Während sich die Sony Playstation 3 zumindest bei uns in Europa bis ins nächste Jahr verspätet (was laut Sony nicht an Produktionsproblemen mit dem Cell-Prozessor, sondern mit den blauen Laser-Dioden liegt) macht IBM zum einen mit dem Cell-Opteron-Supercomputer „Roadrunner“ - also mit meep-meep - von sich reden, zum andern aber auch mit wee-wee („Pipi machen“), denn so werden im angloamerikanischen Raum die neuen Nintendo-Konsolen Wii ausgesprochen. Für diese ist jetzt die Volumenauslieferung der PowerPC-Prozessoren namens „Broadway“ angelaufen, höchste Zeit, damit Nintendo noch rechtzeitig ins Weihnachtsgeschäft kommt. Broadway ist im Wesentlichen eine verbesserte und auf 729 MHz beschleunigte Fassung des Vorgänger-Prozessors Gekko, der die aktuellen Nintendo-Konsolen antreibt.
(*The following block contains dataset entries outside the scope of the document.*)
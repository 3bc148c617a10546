use serde::Serialize;

use crate::constants::{SPIDER_LINE_COLOR, SPIDER_LINE_OPACITY, SPIDER_LINE_WEIGHT};
use crate::geo::{LatLng, Point};
use crate::map_view::MapView;
use crate::marker::Marker;

#[derive(Debug, Clone, PartialEq, Serialize)]
pub struct LineStyle {
    pub color: &'static str,
    pub weight: f64,
    pub opacity: f64,
}

impl Default for LineStyle {
    fn default() -> Self {
        LineStyle {
            color: SPIDER_LINE_COLOR,
            weight: SPIDER_LINE_WEIGHT,
            opacity: SPIDER_LINE_OPACITY,
        }
    }
}

/// One fanned-out marker and the line tying it to the cluster center.
#[derive(Debug, Clone, Serialize)]
pub struct SpiderLeg {
    pub angle: f64,
    pub point: Point,
    pub line: [LatLng; 2],
    pub marker: Marker,
}

#[derive(Debug, Clone, Serialize)]
pub struct SpiderLayer {
    pub center: LatLng,
    pub center_point: Point,
    pub radius: f64,
    pub line_style: LineStyle,
    pub legs: Vec<SpiderLeg>,
}

impl SpiderLayer {
    pub fn len(&self) -> usize {
        self.legs.len()
    }

    pub fn is_empty(&self) -> bool {
        self.legs.is_empty()
    }

    #[cfg(test)]
    pub(crate) fn leg_for(&self, place_id: &str) -> Option<&SpiderLeg> {
        self.legs.iter().find(|leg| leg.marker.place_id == place_id)
    }
}

/// Lays `members` out on a circle of `radius` pixels around `center`, leg i
/// at angle `i * 2pi / n`. Each leg keeps its marker's popup and select slot.
pub fn spiderfy(map: &MapView, center: LatLng, members: &[&Marker], radius: f64) -> SpiderLayer {
    let center_point = map.lat_lng_to_layer_point(center);
    let step = std::f64::consts::TAU / members.len().max(1) as f64;

    let legs = members
        .iter()
        .enumerate()
        .map(|(index, marker)| {
            let angle = step * index as f64;
            let point = Point::new(
                center_point.x + radius * angle.cos(),
                center_point.y + radius * angle.sin(),
            );
            let position = map.layer_point_to_lat_lng(point);
            SpiderLeg {
                angle,
                point,
                line: [center, position],
                marker: marker.moved_to(position),
            }
        })
        .collect();

    SpiderLayer {
        center,
        center_point,
        radius,
        line_style: LineStyle::default(),
        legs,
    }
}
//! Interface translations. Dictionaries are nested JSON objects addressed by
//! dotted keys (`map.filters.beach`); leaves are strings or string arrays.

use anyhow::{Context, Result};
use serde::Serialize;
use serde_json::Value;
use std::collections::HashMap;

use crate::assets::Asset;
use crate::constants::DEFAULT_LOCALE;

#[derive(Debug, Clone, Copy, PartialEq, Eq, Serialize)]
pub struct Language {
    pub code: &'static str,
    pub label: &'static str,
    pub name: &'static str,
}

/// Supported interface languages, in switcher order.
pub const LANGUAGES: [Language; 10] = [
    Language { code: "th", label: "TH", name: "ไทย" },
    Language { code: "en", label: "EN", name: "English" },
    Language { code: "ms", label: "MS", name: "Melayu" },
    Language { code: "zh", label: "ZH", name: "中文" },
    Language { code: "ja", label: "JA", name: "日本語" },
    Language { code: "ru", label: "RU", name: "Русский" },
    Language { code: "de", label: "DE", name: "Deutsch" },
    Language { code: "fr", label: "FR", name: "Français" },
    Language { code: "es", label: "ES", name: "Español" },
    Language { code: "hi", label: "HI", name: "हिन्दी" },
];

pub fn language(code: &str) -> Option<&'static Language> {
    LANGUAGES.iter().find(|lang| lang.code == code)
}

pub fn is_supported(code: &str) -> bool {
    language(code).is_some()
}

#[derive(Debug, Clone, Default)]
pub struct Translations {
    dictionaries: HashMap<String, Value>,
}

impl Translations {
    /// Loads `locales/<code>/translation.json` for every supported language
    /// from the embedded assets. Only the default locale is mandatory.
    pub fn load_embedded() -> Result<Self> {
        let mut dictionaries = HashMap::new();
        for lang in &LANGUAGES {
            let path = format!("locales/{}/translation.json", lang.code);
            let Some(file) = Asset::get(&path) else {
                tracing::warn!("No translation file for locale '{}'", lang.code);
                continue;
            };
            let dictionary: Value = serde_json::from_slice(&file.data)
                .with_context(|| format!("Failed to parse {}", path))?;
            dictionaries.insert(lang.code.to_string(), dictionary);
        }

        if !dictionaries.contains_key(DEFAULT_LOCALE) {
            anyhow::bail!("Missing translations for default locale '{}'", DEFAULT_LOCALE);
        }

        tracing::info!(locales = dictionaries.len(), "loaded translations");
        Ok(Translations { dictionaries })
    }

    pub fn from_dictionaries(dictionaries: HashMap<String, Value>) -> Self {
        Translations { dictionaries }
    }

    pub fn dictionary(&self, locale: &str) -> Option<&Value> {
        self.dictionaries.get(locale)
    }

    /// Full dictionary for a loaded locale with missing keys filled from the
    /// default locale. `None` when the locale has no dictionary.
    pub fn resolved(&self, locale: &str) -> Option<Value> {
        let dictionary = self.dictionaries.get(locale)?;
        let mut merged = self
            .dictionaries
            .get(DEFAULT_LOCALE)
            .cloned()
            .unwrap_or_else(|| Value::Object(Default::default()));
        merge(&mut merged, dictionary);
        Some(merged)
    }

    /// Locale first, then the default locale.
    fn find(&self, locale: &str, key: &str) -> Option<&Value> {
        [locale, DEFAULT_LOCALE]
            .into_iter()
            .filter_map(|code| self.dictionaries.get(code))
            .find_map(|dict| lookup(dict, key).filter(|v| v.is_string() || v.is_array()))
    }

    /// Translated string, or the key itself when no dictionary has it.
    pub fn t(&self, locale: &str, key: &str) -> String {
        match self.find(locale, key) {
            Some(Value::String(text)) => text.clone(),
            _ => key.to_string(),
        }
    }

    /// Like [`Translations::t`] with `{{name}}` placeholders filled from `vars`.
    pub fn t_with(&self, locale: &str, key: &str, vars: &[(&str, &str)]) -> String {
        interpolate(&self.t(locale, key), vars)
    }

    /// Translated string array. Empty when missing or not an array.
    pub fn t_list(&self, locale: &str, key: &str) -> Vec<String> {
        match self.find(locale, key) {
            Some(Value::Array(items)) => items
                .iter()
                .filter_map(|item| item.as_str().map(str::to_string))
                .collect(),
            _ => Vec::new(),
        }
    }
}

/// Overlays `overlay` onto `base`, recursing into objects. Non-object leaves replace.
fn merge(base: &mut Value, overlay: &Value) {
    match (base, overlay) {
        (Value::Object(base), Value::Object(overlay)) => {
            for (key, value) in overlay {
                match base.get_mut(key) {
                    Some(existing) if existing.is_object() && value.is_object() => {
                        merge(existing, value);
                        continue;
                    }
                    _ => {}
                }
                base.insert(key.clone(), value.clone());
            }
        }
        (base, overlay) => *base = overlay.clone(),
    }
}

fn lookup<'a>(dictionary: &'a Value, key: &str) -> Option<&'a Value> {
    key.split('.')
        .try_fold(dictionary, |node, part| node.as_object()?.get(part))
}

/// Replaces `{{name}}` placeholders. Unknown placeholders are left as they are.
pub fn interpolate(template: &str, vars: &[(&str, &str)]) -> String {
    let mut result = template.to_string();
    for (name, value) in vars {
        result = result.replace(&format!("{{{{{}}}}}", name), value);
    }
    result
}

fn escape_html(text: &str) -> String {
    text.replace('&', "&amp;")
        .replace('<', "&lt;")
        .replace('>', "&gt;")
        .replace('"', "&quot;")
}

/// Fills a page template for `locale`. `{{lang}}` becomes the locale code,
/// `{{t:key}}` the translated string (with `vars` interpolated) and
/// `{{list:key}}` one `<li>` per entry of a string array. Values are HTML-escaped.
pub fn render_page(
    template: &str,
    translations: &Translations,
    locale: &str,
    vars: &[(&str, &str)],
) -> String {
    let mut out = String::with_capacity(template.len());
    let mut rest = template;

    while let Some(start) = rest.find("{{") {
        let Some(len) = rest[start + 2..].find("}}") else {
            break;
        };
        let token = &rest[start + 2..start + 2 + len];
        let replacement = if token == "lang" {
            Some(locale.to_string())
        } else if let Some(key) = token.strip_prefix("t:") {
            Some(escape_html(&translations.t_with(locale, key, vars)))
        } else if let Some(key) = token.strip_prefix("list:") {
            Some(
                translations
                    .t_list(locale, key)
                    .iter()
                    .map(|item| format!("<li>{}</li>", escape_html(item)))
                    .collect::<String>(),
            )
        } else {
            None
        };

        out.push_str(&rest[..start]);
        match replacement {
            Some(text) => out.push_str(&text),
            // Not ours, keep it for the client
            None => out.push_str(&rest[start..start + 4 + len]),
        }
        rest = &rest[start + 4 + len..];
    }

    out.push_str(rest);
    out
}

/// Language tags from an `Accept-Language` header, best first. Entries with
/// `q=0` are dropped; equal weights keep header order.
pub fn parse_accept_language(header: &str) -> Vec<String> {
    let mut tags: Vec<(String, f32)> = header
        .split(',')
        .filter_map(|entry| {
            let mut parts = entry.trim().split(';');
            let tag = parts.next()?.trim();
            if tag.is_empty() || tag == "*" {
                return None;
            }
            let quality = parts
                .find_map(|p| p.trim().strip_prefix("q="))
                .and_then(|q| q.parse::<f32>().ok())
                .unwrap_or(1.0);
            (quality > 0.0).then(|| (tag.to_string(), quality))
        })
        .collect();

    tags.sort_by(|a, b| b.1.partial_cmp(&a.1).unwrap_or(std::cmp::Ordering::Equal));
    tags.into_iter().map(|(tag, _)| tag).collect()
}

/// Picks the interface locale: a supported stored preference, else the first
/// supported base language the browser asks for, else the default.
pub fn resolve_locale(stored: Option<&str>, accept_language: Option<&str>) -> &'static str {
    if let Some(lang) = stored.and_then(language) {
        return lang.code;
    }

    accept_language
        .map(parse_accept_language)
        .unwrap_or_default()
        .iter()
        .filter_map(|tag| tag.split('-').next())
        .find_map(|base| language(&base.to_ascii_lowercase()))
        .map(|lang| lang.code)
        .unwrap_or(DEFAULT_LOCALE)
}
Doch während sich Wii weniger durch pure Rechenpower als vielmehr durch ein attraktives Bedienkonzept auszeichnen will, ist der geringfügig größere und teurere Roadrunner weniger handlich und dafür massiv aufs Zahlenknacken ausgerichtet. Denn IBM gewann mit dem Hybrid-Angebot die erste große Ausschreibung im Rahmen der amerikanischen Petaflop-Offensive. Am Los Alamos National Laboratory sollen 32 000 Prozessoren die Petaflop/s-Grenze durchbrechen: 16 000 Cell-B.E.-Chips zusammen mit 16 000 Opteron-Cores.

Die Opterons will IBM in handelsübliche Server (x3755) verpacken und die Cell-Chips in jetzt zur Auslieferung anstehende BladeCenter-H-Systeme. Ende des Jahres soll der Aufbau in einer 1100 m2 großen Halle beginnen und 2008 abgeschlossen sein. Bis dahin sind sicherlich AMD-Quadcores als Option eingeplant und wahrscheinlich auch neue Cell-Prozessoren. Denn anders lässt sich die avisierte Gleitkommaperformance von 1,6 Petaflop/s kaum realisieren.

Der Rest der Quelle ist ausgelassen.